Data under study START

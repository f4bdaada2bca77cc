mod support;

use std::sync::atomic::{AtomicU32, Ordering};
use std::sync::{Arc, Mutex};
use std::time::Duration;

use async_trait::async_trait;
use serde_json::json;
use tokio::sync::{mpsc, oneshot};
use tokio::time::Instant;

use gatecrab::admin::{AdminCommand, EvalReply};
use gatecrab::group::GroupSpec;
use gatecrab::orchestrator::{
    FleetSettings, GatewayInfo, GatewayInfoSource, StaticGatewayInfo,
};
use gatecrab::shard::{ShardEventKind, ShardStatus};
use gatecrab::worker::{
    GroupLauncher, InProcessLauncher, LaunchedGroup, Signal, WorkerExit, WorkerHandle,
};
use gatecrab::{FleetEvent, GatewayError, Orchestrator};
use support::MockConnector;

/// Counts REST lookups so the cache can be observed.
struct CountingInfo {
    inner: StaticGatewayInfo,
    calls: AtomicU32,
}

#[async_trait]
impl GatewayInfoSource for CountingInfo {
    async fn fetch(&self) -> Result<GatewayInfo, GatewayError> {
        self.calls.fetch_add(1, Ordering::SeqCst);
        self.inner.fetch().await
    }
}

/// Runs groups in-process; the group named in `crash_group` dies without a
/// shutdown request once the trigger fires.
struct CrashingLauncher {
    inner: InProcessLauncher,
    crash_group: u32,
    trigger: Mutex<Option<oneshot::Receiver<()>>>,
}

#[async_trait]
impl GroupLauncher for CrashingLauncher {
    async fn launch(
        &self,
        spec: GroupSpec,
        gateway_url: &str,
    ) -> Result<LaunchedGroup, GatewayError> {
        let group_id = spec.group_id;
        let launched = self.inner.launch(spec, gateway_url).await?;
        if group_id != self.crash_group {
            return Ok(launched);
        }
        let Some(mut trigger) = self.trigger.lock().unwrap().take() else {
            return Ok(launched);
        };

        let LaunchedGroup {
            outbound,
            inbound: mut worker_rx,
            handle: mut worker,
        } = launched;
        let (handle, mut kill_rx, exit_tx) = WorkerHandle::new();
        let (inbound_tx, inbound) = mpsc::unbounded_channel();

        tokio::spawn(async move {
            loop {
                tokio::select! {
                    message = worker_rx.recv() => match message {
                        Some(message) => {
                            let _ = inbound_tx.send(message);
                        }
                        None => break,
                    },
                    _ = &mut trigger => break,
                    _ = &mut kill_rx => break,
                }
            }
            worker.kill();
            worker.wait().await;
            drop(inbound_tx);
            let _ = exit_tx.send(Some(WorkerExit {
                success: false,
                detail: "crashed".into(),
            }));
        });

        Ok(LaunchedGroup {
            outbound,
            inbound,
            handle,
        })
    }
}

fn fleet() -> (Orchestrator, Arc<CountingInfo>, mpsc::UnboundedReceiver<FleetEvent>) {
    fleet_with(|inner| Arc::new(inner))
}

fn fleet_with(
    launcher: impl FnOnce(InProcessLauncher) -> Arc<dyn GroupLauncher>,
) -> (Orchestrator, Arc<CountingInfo>, mpsc::UnboundedReceiver<FleetEvent>) {
    let (connector, peers) = MockConnector::new();
    support::spawn_auto_gateway(peers);

    let info = Arc::new(CountingInfo {
        inner: StaticGatewayInfo::new(support::GATEWAY_URL, 5, 1),
        calls: AtomicU32::new(0),
    });
    let launcher = launcher(InProcessLauncher::new(support::settings(), Arc::new(connector)));
    let settings = FleetSettings {
        shards_per_group: 2,
        ..FleetSettings::default()
    };

    let orchestrator = Orchestrator::new(settings, info.clone(), launcher);
    let events = orchestrator.take_events().unwrap();
    (orchestrator, info, events)
}

/// Drains events until `FleetReady`; returns group-ready order and the
/// instants at which shards became ready.
async fn until_fleet_ready(events: &mut mpsc::UnboundedReceiver<FleetEvent>) -> (Vec<u32>, Vec<Instant>) {
    let mut groups = Vec::new();
    let mut shard_ready = Vec::new();
    loop {
        match events.recv().await.expect("fleet event stream ended") {
            FleetEvent::Shard { event, .. } => {
                if matches!(event.kind, ShardEventKind::Ready { .. }) {
                    shard_ready.push(Instant::now());
                }
            }
            FleetEvent::GroupReady { group_id } => groups.push(group_id),
            FleetEvent::FleetReady => return (groups, shard_ready),
            // leftovers from a previous spawn
            FleetEvent::WorkerExited { expected: true, .. } => {}
            FleetEvent::WorkerExited { group_id, .. } => panic!("group {group_id} exited early"),
        }
    }
}

#[tokio::test(start_paused = true)]
async fn fleet_partitions_shards_and_paces_handshakes() {
    let (orchestrator, _info, mut events) = fleet();
    orchestrator.spawn().await.unwrap();

    assert_eq!(orchestrator.total_shards(), 5);
    assert_eq!(
        orchestrator.groups(),
        vec![
            GroupSpec::new(0, 0..2, 5),
            GroupSpec::new(1, 2..4, 5),
            GroupSpec::new(2, 4..5, 5),
        ]
    );

    let (mut groups, shard_ready) = until_fleet_ready(&mut events).await;
    groups.sort();
    assert_eq!(groups, vec![0, 1, 2]);
    assert!(orchestrator.is_ready());
    assert_eq!(orchestrator.ready_groups(), 3);

    // one identify per window across the whole fleet
    assert_eq!(shard_ready.len(), 5);
    for pair in shard_ready.windows(2) {
        assert!(pair[1] - pair[0] >= Duration::from_millis(4900));
    }
}

#[tokio::test(start_paused = true)]
async fn broadcast_eval_isolates_failures_per_group() {
    let (orchestrator, _info, mut events) = fleet();
    orchestrator.spawn().await.unwrap();
    until_fleet_ready(&mut events).await;

    let results = orchestrator
        .broadcast_eval(AdminCommand::ShardInfo { shard_id: 4 })
        .await
        .unwrap();
    assert_eq!(results.len(), 3);

    for (group_id, result) in results {
        match (group_id, result) {
            (2, Ok(EvalReply::Shard(snapshot))) => {
                assert_eq!(snapshot.shard_id, 4);
                assert_eq!(snapshot.status, ShardStatus::Ready);
            }
            (0 | 1, Err(GatewayError::Eval(message))) => assert!(message.contains("shard 4")),
            (group_id, other) => panic!("group {group_id}: unexpected {other:?}"),
        }
    }

    assert_eq!(orchestrator.eval(1, AdminCommand::Ping).await.unwrap(), EvalReply::Pong);
    let Ok(EvalReply::Stats(stats)) = orchestrator.eval(0, AdminCommand::Stats).await else {
        panic!("expected stats");
    };
    assert_eq!(stats.ready, 2);
}

#[tokio::test(start_paused = true)]
async fn routing_follows_shard_ownership() {
    let (orchestrator, _info, mut events) = fleet();

    assert!(matches!(
        orchestrator.send(0, json!({"op": 3})),
        Err(GatewayError::NotSpawned)
    ));

    orchestrator.spawn().await.unwrap();
    until_fleet_ready(&mut events).await;

    orchestrator.send(3, json!({"op": 3, "d": null})).unwrap();
    orchestrator.broadcast(json!({"op": 3, "d": null})).unwrap();
    assert!(matches!(
        orchestrator.send(9, json!({"op": 3})),
        Err(GatewayError::NoOwningGroup { shard_id: 9 })
    ));
}

#[tokio::test(start_paused = true)]
async fn kill_is_idempotent_and_respawn_refetches_gateway_info() {
    let (orchestrator, info, mut events) = fleet();
    orchestrator.spawn().await.unwrap();
    assert!(matches!(orchestrator.spawn().await, Err(GatewayError::AlreadySpawned)));
    until_fleet_ready(&mut events).await;

    orchestrator.kill(Signal::Terminate).await;
    orchestrator.kill(Signal::Terminate).await;
    assert!(!orchestrator.is_spawned());
    assert!(!orchestrator.is_ready());

    let mut exited = Vec::new();
    while exited.len() < 3 {
        if let FleetEvent::WorkerExited { group_id, expected } = events.recv().await.unwrap() {
            assert!(expected);
            exited.push(group_id);
        }
    }
    exited.sort();
    assert_eq!(exited, vec![0, 1, 2]);

    // a plain spawn reuses the cached lookup
    orchestrator.spawn().await.unwrap();
    assert_eq!(info.calls.load(Ordering::SeqCst), 1);
    until_fleet_ready(&mut events).await;

    orchestrator.respawn(Signal::Kill).await.unwrap();
    assert_eq!(info.calls.load(Ordering::SeqCst), 2);
    until_fleet_ready(&mut events).await;

    orchestrator.kill(Signal::Kill).await;
}

#[tokio::test(start_paused = true)]
async fn crashed_group_leaves_the_rest_of_the_fleet_serving() {
    let (crash, trigger) = oneshot::channel();
    let (orchestrator, _info, mut events) = fleet_with(|inner| {
        Arc::new(CrashingLauncher {
            inner,
            crash_group: 1,
            trigger: Mutex::new(Some(trigger)),
        })
    });
    orchestrator.spawn().await.unwrap();
    until_fleet_ready(&mut events).await;
    assert_eq!(orchestrator.ready_groups(), 3);

    crash.send(()).unwrap();
    loop {
        match events.recv().await.expect("fleet event stream ended") {
            FleetEvent::WorkerExited { group_id, expected } => {
                assert_eq!(group_id, 1);
                assert!(!expected);
                break;
            }
            _ => continue,
        }
    }

    assert!(orchestrator.is_spawned());
    assert!(!orchestrator.is_ready());
    assert_eq!(orchestrator.ready_groups(), 2);

    assert!(matches!(
        orchestrator.send(2, json!({"op": 3})),
        Err(GatewayError::NoOwningGroup { shard_id: 2 })
    ));
    orchestrator.send(4, json!({"op": 3, "d": null})).unwrap();

    assert!(matches!(
        orchestrator.eval(1, AdminCommand::Ping).await,
        Err(GatewayError::NotSpawned)
    ));
    let results = orchestrator.broadcast_eval(AdminCommand::Ping).await.unwrap();
    let mut groups: Vec<u32> = results
        .into_iter()
        .map(|(group_id, result)| {
            assert_eq!(result.unwrap(), EvalReply::Pong);
            group_id
        })
        .collect();
    groups.sort();
    assert_eq!(groups, vec![0, 2]);

    orchestrator.kill(Signal::Kill).await;
}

Data under study END

> **Problem to solve**
Repeat verbatim the opening run of entries, ending with the line that contains "use tokio::time::Instant;".

> **Task result**
repository f4bdaada2bca77cc
mod support;

use std::sync::atomic::{AtomicU32, Ordering};
use std::sync::{Arc, Mutex};
use std::time::Duration;

use async_trait::async_trait;
use serde_json::json;
use tokio::sync::{mpsc, oneshot};
use tokio::time::Instant;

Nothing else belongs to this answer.